* What this task involves
Please copy, exactly as they appear below, the lines from the one containing "rank_sum_pos += order[i..j].iter().filter(|&&idx|" through the one containing "fn regular_effect(&self, effect: &[(f64, u32)], n_features: u32)".

* Task material
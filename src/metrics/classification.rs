//! Binary classification metrics.
//!
//! Targets are 0/1 labels (anything above 0.5 counts as positive). Approx is
//! the raw margin; probabilities are `sigmoid(approx)`.

use ndarray::{ArrayView1, ArrayView2};

use super::{first_output, BestValue, MetricFn};

const EPS: f64 = 1e-15;

#[inline]
fn sigmoid(x: f64) -> f64 {
    1.0 / (1.0 + (-x).exp())
}

// =============================================================================
// LogLoss
// =============================================================================

/// Binary cross-entropy on sigmoid probabilities.
#[derive(Debug, Clone, Copy, Default)]
pub struct LogLoss;

impl MetricFn for LogLoss {
    fn compute(&self, approx: ArrayView2<'_, f32>, targets: ArrayView1<'_, f32>) -> f64 {
        if targets.is_empty() {
            return 0.0;
        }
        let sum: f64 = first_output(approx, targets)
            .map(|(a, t)| {
                let p = sigmoid(a).clamp(EPS, 1.0 - EPS);
                -(t * p.ln() + (1.0 - t) * (1.0 - p).ln())
            })
            .sum();
        sum / targets.len() as f64
    }

    fn best_value(&self) -> BestValue {
        BestValue::Min
    }

    fn name(&self) -> &str {
        "Logloss"
    }
}

// =============================================================================
// Accuracy
// =============================================================================

/// Fraction of objects whose thresholded probability matches the label.
#[derive(Debug, Clone, Copy)]
pub struct Accuracy {
    pub threshold: f32,
}

impl Default for Accuracy {
    fn default() -> Self {
        Self { threshold: 0.5 }
    }
}

impl Accuracy {
    pub fn with_threshold(threshold: f32) -> Self {
        Self { threshold }
    }
}

impl MetricFn for Accuracy {
    fn compute(&self, approx: ArrayView2<'_, f32>, targets: ArrayView1<'_, f32>) -> f64 {
        if targets.is_empty() {
            return 0.0;
        }
        let threshold = self.threshold as f64;
        let correct = first_output(approx, targets)
            .filter(|&(a, t)| (sigmoid(a) > threshold) == (t > 0.5))
            .count();
        correct as f64 / targets.len() as f64
    }

    fn best_value(&self) -> BestValue {
        BestValue::Max
    }

    fn name(&self) -> &str {
        "Accuracy"
    }
}

// =============================================================================
// AUC
// =============================================================================

/// Area under the ROC curve via average ranks (Mann-Whitney U).
///
/// Ranking is invariant under the sigmoid, so raw approx is ranked directly.
/// A fold with only one class gives 0.5.
#[derive(Debug, Clone, Copy, Default)]
pub struct Auc;

impl MetricFn for Auc {
    fn compute(&self, approx: ArrayView2<'_, f32>, targets: ArrayView1<'_, f32>) -> f64 {
        let pairs: Vec<(f64, bool)> = first_output(approx, targets)
            .map(|(a, t)| (a, t > 0.5))
            .collect();
        compute_auc(&pairs)
    }

    fn best_value(&self) -> BestValue {
        BestValue::Max
    }

    fn name(&self) -> &str {
        "AUC"
    }
}

fn compute_auc(pairs: &[(f64, bool)]) -> f64 {
    let n = pairs.len();
    let n_pos = pairs.iter().filter(|(_, positive)| *positive).count();
    let n_neg = n - n_pos;
    if n_pos == 0 || n_neg == 0 {
        return 0.5;
    }

    let mut order: Vec<usize> = (0..n).collect();
    order.sort_by(|&a, &b| pairs[a].0.total_cmp(&pairs[b].0));

    let mut rank_sum_pos = 0.0f64;
    let mut i = 0;
    while i < n {
        let mut j = i + 1;
        while j < n && pairs[order[j]].0 == pairs[order[i]].0 {
            j += 1;
        }
        // Ranks are 1-based; ties share the average rank.
        let avg_rank = (i + 1 + j) as f64 / 2.0;
        rank_sum_pos += order[i..j].iter().filter(|&&idx| pairs[idx].1).count() as f64 * avg_rank;
        i = j;
    }

    let n_pos = n_pos as f64;
    (rank_sum_pos - n_pos * (n_pos + 1.0) / 2.0) / (n_pos * n_neg as f64)
}
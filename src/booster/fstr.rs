//! Feature strength (importance) of a trained forest.
//!
//! Two flavours are produced per fold:
//! - internal: raw per-feature effect, features the model never used are
//!   omitted
//! - regular: one entry per dataset feature, normalized so the strengths sum
//!   to 100

use serde::{Deserialize, Serialize};

use super::forest::{Forest, Tree};

/// Feature strength provider.
///
/// Results are `(strength, feature_idx)` pairs sorted by strength, strongest
/// first; ties keep ascending feature order.
pub trait FeatureStrength: Send + Sync {
    /// Raw per-feature effect of `model`.
    fn feature_effect(&self, model: &Forest) -> Vec<(f64, u32)>;

    /// Effect expanded to all `n_features` and normalized to sum to 100.
    fn regular_effect(&self, effect: &[(f64, u32)], n_features: u32) -> Vec<(f64, u32)> {
        let mut strengths = vec![0.0f64; n_features as usize];
        for &(value, feature) in effect {
            if let Some(slot) = strengths.get_mut(feature as usize) {
                *slot += value;
            }
        }
        let total: f64 = strengths.iter().sum();
        if total > 0.0 {
            strengths.iter_mut().for_each(|s| *s = *s * 100.0 / total);
        }
        sorted_pairs(strengths)
    }
}

/// Built-in feature strength kinds.
#[derive(Debug, Clone, Copy, PartialEq, Eq, Default, Serialize, Deserialize)]
pub enum FstrKind {
    /// Total split gain per feature.
    #[default]
    Gain,
    /// Number of splits per feature.
    SplitCount,
}

impl FeatureStrength for FstrKind {
    fn feature_effect(&self, model: &Forest) -> Vec<(f64, u32)> {
        let mut per_feature: Vec<f64> = Vec::new();
        for tree in model.trees() {
            if let Tree::Stump { feature, gain, .. } = *tree {
                let idx = feature as usize;
                if per_feature.len() <= idx {
                    per_feature.resize(idx + 1, 0.0);
                }
                per_feature[idx] += match self {
                    FstrKind::Gain => gain,
                    FstrKind::SplitCount => 1.0,
                };
            }
        }
        sorted_pairs(per_feature)
            .into_iter()
            .filter(|&(value, _)| value > 0.0)
            .collect()
    }
}

fn sorted_pairs(strengths: Vec<f64>) -> Vec<(f64, u32)> {
    let mut pairs: Vec<(f64, u32)> = strengths
        .into_iter()
        .enumerate()
        .map(|(f, s)| (s, f as u32))
        .collect();
    pairs.sort_by(|a, b| b.0.total_cmp(&a.0).then(a.1.cmp(&b.1)));
    pairs
}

* Reply to the exercise
        rank_sum_pos += order[i..j].iter().filter(|&&idx| pairs[idx].1).count() as f64 * avg_rank;
        i = j;
    }

    let n_pos = n_pos as f64;
    (rank_sum_pos - n_pos * (n_pos + 1.0) / 2.0) / (n_pos * n_neg as f64)
}
filename src/booster/fstr.rs
//! Feature strength (importance) of a trained forest.
//!
//! Two flavours are produced per fold:
//! - internal: raw per-feature effect, features the model never used are
//!   omitted
//! - regular: one entry per dataset feature, normalized so the strengths sum
//!   to 100

use serde::{Deserialize, Serialize};

use super::forest::{Forest, Tree};

/// Feature strength provider.
///
/// Results are `(strength, feature_idx)` pairs sorted by strength, strongest
/// first; ties keep ascending feature order.
pub trait FeatureStrength: Send + Sync {
    /// Raw per-feature effect of `model`.
    fn feature_effect(&self, model: &Forest) -> Vec<(f64, u32)>;

    /// Effect expanded to all `n_features` and normalized to sum to 100.
    fn regular_effect(&self, effect: &[(f64, u32)], n_features: u32) -> Vec<(f64, u32)> {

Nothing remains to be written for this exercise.